* _WHAT TO PRODUCE_:
Only one stretch of the listing below is wanted. Give it again exactly, from the line with "#[derive(Debug, Clone, PartialEq, Eq)]" through the line with "let level = normalize_level(level)?;".

* _DATA SUPPLIED_:
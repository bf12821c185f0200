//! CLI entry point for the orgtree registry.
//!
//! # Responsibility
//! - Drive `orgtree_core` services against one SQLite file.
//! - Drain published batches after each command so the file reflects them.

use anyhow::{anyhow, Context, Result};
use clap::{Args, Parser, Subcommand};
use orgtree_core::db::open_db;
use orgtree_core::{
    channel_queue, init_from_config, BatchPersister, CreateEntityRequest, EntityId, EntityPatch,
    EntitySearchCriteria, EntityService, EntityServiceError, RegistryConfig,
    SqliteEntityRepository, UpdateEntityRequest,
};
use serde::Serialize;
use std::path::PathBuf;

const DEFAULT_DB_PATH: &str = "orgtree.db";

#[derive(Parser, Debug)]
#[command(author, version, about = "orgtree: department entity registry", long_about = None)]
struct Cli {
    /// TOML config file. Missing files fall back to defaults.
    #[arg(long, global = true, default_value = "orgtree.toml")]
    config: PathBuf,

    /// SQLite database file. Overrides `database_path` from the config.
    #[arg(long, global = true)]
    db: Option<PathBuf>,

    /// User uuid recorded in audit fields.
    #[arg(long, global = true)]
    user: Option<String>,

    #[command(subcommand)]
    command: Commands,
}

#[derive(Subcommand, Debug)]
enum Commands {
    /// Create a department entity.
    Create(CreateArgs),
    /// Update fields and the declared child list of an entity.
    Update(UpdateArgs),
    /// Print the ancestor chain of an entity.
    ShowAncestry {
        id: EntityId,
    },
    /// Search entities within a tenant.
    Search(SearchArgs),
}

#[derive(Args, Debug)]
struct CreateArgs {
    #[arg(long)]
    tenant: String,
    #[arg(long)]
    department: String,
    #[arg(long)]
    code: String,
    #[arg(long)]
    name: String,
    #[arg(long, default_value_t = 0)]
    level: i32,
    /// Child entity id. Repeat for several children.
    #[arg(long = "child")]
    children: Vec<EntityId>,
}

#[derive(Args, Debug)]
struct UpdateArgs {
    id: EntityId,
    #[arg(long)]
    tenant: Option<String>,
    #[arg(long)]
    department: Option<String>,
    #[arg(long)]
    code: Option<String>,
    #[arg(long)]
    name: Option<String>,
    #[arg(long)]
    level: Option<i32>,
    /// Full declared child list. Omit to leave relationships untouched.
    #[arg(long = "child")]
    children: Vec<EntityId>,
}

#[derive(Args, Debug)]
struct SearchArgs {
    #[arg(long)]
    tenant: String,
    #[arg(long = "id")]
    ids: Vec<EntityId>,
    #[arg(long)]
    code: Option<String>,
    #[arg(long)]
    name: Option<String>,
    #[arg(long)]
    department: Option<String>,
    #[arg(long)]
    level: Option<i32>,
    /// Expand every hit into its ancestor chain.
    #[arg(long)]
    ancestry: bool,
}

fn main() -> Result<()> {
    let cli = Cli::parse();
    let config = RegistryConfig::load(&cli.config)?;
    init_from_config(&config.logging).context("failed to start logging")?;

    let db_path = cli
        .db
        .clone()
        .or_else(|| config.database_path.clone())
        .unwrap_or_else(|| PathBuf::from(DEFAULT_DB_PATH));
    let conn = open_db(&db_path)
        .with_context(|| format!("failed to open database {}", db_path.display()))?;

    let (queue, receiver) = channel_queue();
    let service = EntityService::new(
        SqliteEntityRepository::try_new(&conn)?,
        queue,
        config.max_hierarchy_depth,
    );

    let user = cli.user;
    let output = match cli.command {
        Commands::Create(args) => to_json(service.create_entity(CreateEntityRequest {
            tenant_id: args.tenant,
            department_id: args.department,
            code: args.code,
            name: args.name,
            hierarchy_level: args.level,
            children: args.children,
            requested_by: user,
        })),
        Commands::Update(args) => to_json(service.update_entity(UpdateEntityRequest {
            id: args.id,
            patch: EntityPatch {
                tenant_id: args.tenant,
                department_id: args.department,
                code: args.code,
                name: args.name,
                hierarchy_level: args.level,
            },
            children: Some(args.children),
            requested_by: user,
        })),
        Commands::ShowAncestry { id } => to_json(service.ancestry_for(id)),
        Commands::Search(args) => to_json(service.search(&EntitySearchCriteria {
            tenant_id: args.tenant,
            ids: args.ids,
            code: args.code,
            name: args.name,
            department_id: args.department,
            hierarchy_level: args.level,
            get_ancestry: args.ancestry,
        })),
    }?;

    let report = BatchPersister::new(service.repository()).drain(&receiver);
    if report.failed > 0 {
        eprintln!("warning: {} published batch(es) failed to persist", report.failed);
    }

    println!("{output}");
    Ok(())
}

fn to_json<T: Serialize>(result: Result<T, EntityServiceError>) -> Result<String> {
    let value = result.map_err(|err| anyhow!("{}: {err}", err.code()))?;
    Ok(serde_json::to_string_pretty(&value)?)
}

==

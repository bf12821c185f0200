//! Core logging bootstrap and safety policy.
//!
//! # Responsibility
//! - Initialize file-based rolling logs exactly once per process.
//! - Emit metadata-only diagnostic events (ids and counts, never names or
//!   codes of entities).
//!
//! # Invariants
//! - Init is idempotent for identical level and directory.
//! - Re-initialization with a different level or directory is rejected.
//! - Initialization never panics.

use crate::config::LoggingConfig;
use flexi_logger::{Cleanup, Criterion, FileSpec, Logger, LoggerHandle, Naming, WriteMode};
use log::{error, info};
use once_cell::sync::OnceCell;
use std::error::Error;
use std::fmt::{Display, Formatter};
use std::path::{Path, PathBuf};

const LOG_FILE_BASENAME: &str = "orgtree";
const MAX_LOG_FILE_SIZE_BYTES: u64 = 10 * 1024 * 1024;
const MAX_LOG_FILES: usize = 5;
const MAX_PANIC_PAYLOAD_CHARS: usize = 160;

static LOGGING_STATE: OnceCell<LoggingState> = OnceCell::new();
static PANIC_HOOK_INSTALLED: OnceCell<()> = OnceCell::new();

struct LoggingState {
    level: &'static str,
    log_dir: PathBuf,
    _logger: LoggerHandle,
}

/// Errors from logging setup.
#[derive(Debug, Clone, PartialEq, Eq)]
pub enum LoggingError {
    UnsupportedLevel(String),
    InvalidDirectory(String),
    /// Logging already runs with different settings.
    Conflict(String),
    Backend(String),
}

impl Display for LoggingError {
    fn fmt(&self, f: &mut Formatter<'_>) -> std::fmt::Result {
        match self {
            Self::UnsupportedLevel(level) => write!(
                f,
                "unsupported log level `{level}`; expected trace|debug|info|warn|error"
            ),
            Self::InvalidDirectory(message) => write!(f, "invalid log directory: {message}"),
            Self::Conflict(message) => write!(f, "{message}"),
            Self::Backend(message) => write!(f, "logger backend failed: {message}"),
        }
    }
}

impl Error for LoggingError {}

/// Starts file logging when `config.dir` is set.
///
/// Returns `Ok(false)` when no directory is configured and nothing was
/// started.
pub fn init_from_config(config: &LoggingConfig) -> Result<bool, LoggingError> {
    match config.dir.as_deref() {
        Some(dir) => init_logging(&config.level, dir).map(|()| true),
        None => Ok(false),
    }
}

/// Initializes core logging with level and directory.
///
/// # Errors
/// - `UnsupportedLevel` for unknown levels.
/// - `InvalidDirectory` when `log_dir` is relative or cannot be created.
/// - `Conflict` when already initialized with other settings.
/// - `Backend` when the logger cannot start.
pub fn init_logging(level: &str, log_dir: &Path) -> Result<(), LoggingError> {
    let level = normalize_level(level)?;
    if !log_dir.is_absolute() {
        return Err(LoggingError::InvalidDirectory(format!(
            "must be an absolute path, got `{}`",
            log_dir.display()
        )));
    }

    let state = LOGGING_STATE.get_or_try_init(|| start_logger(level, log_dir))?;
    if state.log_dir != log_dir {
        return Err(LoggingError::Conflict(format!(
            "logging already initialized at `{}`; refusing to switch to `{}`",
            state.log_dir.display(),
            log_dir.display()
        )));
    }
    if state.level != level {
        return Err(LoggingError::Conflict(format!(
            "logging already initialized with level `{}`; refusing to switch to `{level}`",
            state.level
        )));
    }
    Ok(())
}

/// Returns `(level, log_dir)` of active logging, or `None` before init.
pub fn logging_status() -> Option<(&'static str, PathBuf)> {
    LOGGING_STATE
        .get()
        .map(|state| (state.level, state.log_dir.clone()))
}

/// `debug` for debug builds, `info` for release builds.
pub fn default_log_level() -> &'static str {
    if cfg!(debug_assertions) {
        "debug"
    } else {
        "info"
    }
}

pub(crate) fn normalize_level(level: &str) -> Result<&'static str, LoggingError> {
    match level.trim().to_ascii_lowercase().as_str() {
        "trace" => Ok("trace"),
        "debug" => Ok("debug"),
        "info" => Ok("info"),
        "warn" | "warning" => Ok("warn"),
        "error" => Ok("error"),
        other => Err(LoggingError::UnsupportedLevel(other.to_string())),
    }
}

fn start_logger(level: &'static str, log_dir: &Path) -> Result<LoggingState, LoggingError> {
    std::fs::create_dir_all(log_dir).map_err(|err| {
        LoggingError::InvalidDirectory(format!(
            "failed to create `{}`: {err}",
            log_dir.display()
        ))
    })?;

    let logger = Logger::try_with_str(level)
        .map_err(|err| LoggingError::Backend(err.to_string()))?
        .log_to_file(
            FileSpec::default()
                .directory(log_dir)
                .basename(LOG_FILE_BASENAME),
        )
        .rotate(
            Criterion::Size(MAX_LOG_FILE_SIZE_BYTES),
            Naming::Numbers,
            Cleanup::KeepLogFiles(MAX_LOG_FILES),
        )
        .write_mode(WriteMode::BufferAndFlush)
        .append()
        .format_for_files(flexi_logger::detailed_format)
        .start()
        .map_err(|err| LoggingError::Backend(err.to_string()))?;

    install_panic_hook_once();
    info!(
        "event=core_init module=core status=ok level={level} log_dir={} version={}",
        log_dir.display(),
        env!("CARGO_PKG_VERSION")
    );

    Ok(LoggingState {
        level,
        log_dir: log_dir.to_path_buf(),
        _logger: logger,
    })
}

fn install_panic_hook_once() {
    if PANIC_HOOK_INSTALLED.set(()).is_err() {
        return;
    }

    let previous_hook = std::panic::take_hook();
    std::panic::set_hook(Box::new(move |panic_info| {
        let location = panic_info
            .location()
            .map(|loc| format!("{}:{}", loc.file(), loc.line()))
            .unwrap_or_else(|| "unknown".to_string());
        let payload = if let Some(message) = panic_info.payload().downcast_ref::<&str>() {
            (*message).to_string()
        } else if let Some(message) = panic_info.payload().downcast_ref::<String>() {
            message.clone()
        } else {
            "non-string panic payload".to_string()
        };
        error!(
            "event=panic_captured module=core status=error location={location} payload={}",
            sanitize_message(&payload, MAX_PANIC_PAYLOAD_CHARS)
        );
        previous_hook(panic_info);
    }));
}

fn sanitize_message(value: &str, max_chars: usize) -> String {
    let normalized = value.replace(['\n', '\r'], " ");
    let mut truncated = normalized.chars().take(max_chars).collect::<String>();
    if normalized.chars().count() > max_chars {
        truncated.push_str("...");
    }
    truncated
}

* _RESPONSE AREA_:
#[derive(Debug, Clone, PartialEq, Eq)]
pub enum LoggingError {
    UnsupportedLevel(String),
    InvalidDirectory(String),
    /// Logging already runs with different settings.
    Conflict(String),
    Backend(String),
}

impl Display for LoggingError {
    fn fmt(&self, f: &mut Formatter<'_>) -> std::fmt::Result {
        match self {
            Self::UnsupportedLevel(level) => write!(
                f,
                "unsupported log level `{level}`; expected trace|debug|info|warn|error"
            ),
            Self::InvalidDirectory(message) => write!(f, "invalid log directory: {message}"),
            Self::Conflict(message) => write!(f, "{message}"),
            Self::Backend(message) => write!(f, "logger backend failed: {message}"),
        }
    }
}

impl Error for LoggingError {}

/// Starts file logging when `config.dir` is set.
///
/// Returns `Ok(false)` when no directory is configured and nothing was
/// started.
pub fn init_from_config(config: &LoggingConfig) -> Result<bool, LoggingError> {
    match config.dir.as_deref() {
        Some(dir) => init_logging(&config.level, dir).map(|()| true),
        None => Ok(false),
    }
}

/// Initializes core logging with level and directory.
///
/// # Errors
/// - `UnsupportedLevel` for unknown levels.
/// - `InvalidDirectory` when `log_dir` is relative or cannot be created.
/// - `Conflict` when already initialized with other settings.
/// - `Backend` when the logger cannot start.
pub fn init_logging(level: &str, log_dir: &Path) -> Result<(), LoggingError> {
    let level = normalize_level(level)?;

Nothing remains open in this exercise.